I’d drive from my apartment in Oakland County to fish Barton almost every summer Friday evening after work. Figured out that worms on medium heavy spinner rigs would get walleye constantly on the downstream side below the bridge after walking across the bridge. One night in early June I caught a walleye that was close to 8 lbs.

I learned to fly fish there for bluegills. Even hooked a bank swallow on a size 12 Adams. Caught a channel cat the same day on a muddler. 

The walleye all had grubs but who’d eat fish out of there, anyway?

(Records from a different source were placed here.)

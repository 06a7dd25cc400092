use super::*;
use mockito::Matcher;

async fn mock_content(server: &mut mockito::Server, content: &str) -> mockito::Mock {
    server
        .mock("POST", COMPLETION_PATH)
        .with_status(200)
        .with_header("content-type", "application/json")
        .with_body(completion_body(content))
        .expect(1)
        .create_async()
        .await
}

#[tokio::test]
async fn clean_json_content_becomes_structured_result() {
    let mut server = mockito::Server::new_async().await;
    let mock = mock_content(&mut server, &result_json("Retention is falling.").to_string()).await;

    let result = coach_for(&server)
        .get_coaching_response(
            "We are a mid-size SaaS company and retention dropped 20% last quarter.",
            "How do we improve retention?",
        )
        .await
        .unwrap();

    assert_eq!(result.summary, "Retention is falling.");
    assert_eq!(result.smart_questions.specific.len(), 1);
    assert!(result.smart_questions.time_bound.is_empty());
    assert_eq!(result.smart_questions.total(), 4);
    assert_eq!(result.critique.shortcomings.len(), 2);
    assert_eq!(
        result.critique.negative_example.question,
        "Should we improve retention?"
    );
    mock.assert_async().await;
}

#[tokio::test]
async fn prose_and_fences_around_the_object_are_tolerated() {
    let mut server = mockito::Server::new_async().await;
    let content = format!(
        "Sure! Here is your analysis:\n```json\n{}\n```\nLet me know if you need more.",
        result_json("wrapped")
    );
    let _mock = mock_content(&mut server, &content).await;

    let result = coach_for(&server)
        .get_coaching_response("b", "q")
        .await
        .unwrap();
    assert_eq!(result.summary, "wrapped");
}

#[tokio::test]
async fn unparseable_content_keeps_raw_text() {
    let mut server = mockito::Server::new_async().await;
    let content = "I'm sorry, I can't help with {that request}.";
    let _mock = mock_content(&mut server, content).await;

    let err = coach_for(&server)
        .get_coaching_response("b", "q")
        .await
        .unwrap_err();

    assert!(matches!(err, CoachError::Extraction(_)), "{err:?}");
    assert_eq!(err.raw_text(), Some(content));
    assert!(!err.is_precondition());
}

#[tokio::test]
async fn partial_object_is_a_failure() {
    let mut server = mockito::Server::new_async().await;
    let mut partial = result_json("partial");
    partial["smartQuestions"]
        .as_object_mut()
        .unwrap()
        .remove("timeBound");
    let content = partial.to_string();
    let _mock = mock_content(&mut server, &content).await;

    let err = coach_for(&server)
        .get_coaching_response("b", "q")
        .await
        .unwrap_err();

    match err {
        CoachError::Extraction(failure) => {
            assert_eq!(failure.raw_text, content);
            assert!(failure.reason.contains("timeBound"), "{}", failure.reason);
        }
        other => panic!("expected Extraction, got {other:?}"),
    }
}

#[tokio::test]
async fn success_without_choices_is_extraction_failure() {
    let mut server = mockito::Server::new_async().await;
    let body = r#"{"id":"chatcmpl-empty","model":"deepseek-chat","choices":[]}"#;
    let _mock = server
        .mock("POST", COMPLETION_PATH)
        .with_status(200)
        .with_body(body)
        .create_async()
        .await;

    let err = coach_for(&server)
        .get_coaching_response("b", "q")
        .await
        .unwrap_err();

    match err {
        CoachError::Extraction(failure) => {
            assert_eq!(failure.raw_text, body);
            assert_eq!(failure.reason, "response has no choices[0].message.content");
        }
        other => panic!("expected Extraction, got {other:?}"),
    }
}

#[tokio::test]
async fn blank_input_is_rejected_without_a_call() {
    let mut server = mockito::Server::new_async().await;
    let mock = server
        .mock("POST", Matcher::Any)
        .expect(0)
        .create_async()
        .await;
    let coach = coach_for(&server);

    let err = coach
        .get_coaching_response("   \n\t", "How do we grow?")
        .await
        .unwrap_err();
    assert!(matches!(err, CoachError::Validation { field: "background" }));
    assert!(err.is_precondition());

    let err = coach
        .get_coaching_response("We sell B2B software.", "")
        .await
        .unwrap_err();
    assert!(matches!(err, CoachError::Validation { field: "question" }));

    mock.assert_async().await;
}

#[tokio::test]
async fn concurrent_calls_get_their_own_results() {
    let mut server = mockito::Server::new_async().await;
    let alpha = server
        .mock("POST", COMPLETION_PATH)
        .match_body(Matcher::Regex("alpha background".to_string()))
        .with_status(200)
        .with_body(completion_body(&result_json("alpha").to_string()))
        .expect(1)
        .create_async()
        .await;
    let beta = server
        .mock("POST", COMPLETION_PATH)
        .match_body(Matcher::Regex("beta background".to_string()))
        .with_status(500)
        .with_body(r#"{"error":{"message":"beta broke"}}"#)
        .expect(1)
        .create_async()
        .await;

    let coach = coach_for(&server);
    let (a, b) = tokio::join!(
        coach.get_coaching_response("alpha background", "alpha question"),
        coach.get_coaching_response("beta background", "beta question"),
    );

    assert_eq!(a.unwrap().summary, "alpha");
    match b.unwrap_err() {
        CoachError::Upstream {
            status_code,
            provider_message,
            ..
        } => {
            assert_eq!(status_code, 500);
            assert_eq!(provider_message, "beta broke");
        }
        other => panic!("expected Upstream, got {other:?}"),
    }
    alpha.assert_async().await;
    beta.assert_async().await;
}

#[tokio::test]
async fn same_input_twice_sends_two_requests() {
    let mut server = mockito::Server::new_async().await;
    let mock = server
        .mock("POST", COMPLETION_PATH)
        .with_status(200)
        .with_body(completion_body(&result_json("again").to_string()))
        .expect(2)
        .create_async()
        .await;

    let coach = coach_for(&server);
    let input = CoachingInput::new("Retention fell 20%.", "How do we fix it?").unwrap();
    let first = coach.coach(&input).await.unwrap();
    let second = coach.coach(&input).await.unwrap();

    assert_eq!(first, second);
    assert_eq!(input.background(), "Retention fell 20%.");
    mock.assert_async().await;
}

#[tokio::test]
async fn truncated_completion_is_extraction_failure() {
    let mut server = mockito::Server::new_async().await;
    let content = r#"{"summary": "Retention fell.", "smartQuestions": {"specific": ["Which seg"#;
    let body = json!({
        "id": "chatcmpl-cut",
        "model": "deepseek-chat",
        "choices": [{
            "index": 0,
            "message": {"role": "assistant", "content": content},
            "finish_reason": "length"
        }],
        "usage": {"prompt_tokens": 420, "completion_tokens": 1000, "total_tokens": 1420}
    })
    .to_string();
    let _mock = server
        .mock("POST", COMPLETION_PATH)
        .with_status(200)
        .with_body(body)
        .create_async()
        .await;

    let err = coach_for(&server)
        .get_coaching_response("b", "q")
        .await
        .unwrap_err();

    match err {
        CoachError::Extraction(failure) => {
            assert_eq!(failure.raw_text, content);
            assert!(failure.reason.contains("no JSON object"), "{}", failure.reason);
        }
        other => panic!("expected Extraction, got {other:?}"),
    }
}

The oddest catch was a zombie monster rainbow that I caught May 2, 1999, the day after my bachelor party. It was a holdover from stocker fest that easily went 6 lbs but had no pectoral fins from spending its entire life in a cement pool until it was released. Took a worm and as I was letting it go it seemed to want to just be thrown on the bank instead of suffocating in the already too warm for it water.

Never had an issue with the residents. One guy in a 911 saw me fighting a decent pike (they maxed out around 24”) and pulled over to watch. He actually came down and couldn’t believe after living on the river that there were pike in there. 

I loved fishing there. But somewhere around 2000 the walleye disappeared. Then you’d get a smallmouth at the SW and NE corner but that’s be about it. 

There was a crayfish the size of a 1/2 lb lobster that lived in a rock crevasse for years. He was like the guardian of the NW corner of the bridge abutment. One day I had my worm in the water off the bank as I dealt with a tangle. I lifted the rod and out came the crayfish. 

He mangled a new worm. So I flung him on the bank and used his peeled tail for bait. Didn’t catch anything. Maybe I killed the ju ju by killing that giant crayfish. 

Moved away in 2003 and kind of miss it except for the things that looked like floating turds. Always wondered if anyone had their septic dumping in the river. 
.


----------



## TroutFishingBear

pike are on the feedbag in AA, caught 6 last night, 3 this morning. biggest 32 and 30"


----------



## michcats

There spawning season doesn't open till the 25th


----------



## Ypsimax

I went to Riverside Park last night. Several people had dogs off leashes that ran into spots I was fishing, chasing geese. I caught a dink small mouth.


----------



## DasGoby

I think TroutFishingBear is mostly on the money about the Huron River and its impoundments. The Huron is a fine fishing river. Those of us that live near it are lucky to have it close by but it is not a great, world class fishery. It isn't a destination fishery by any means.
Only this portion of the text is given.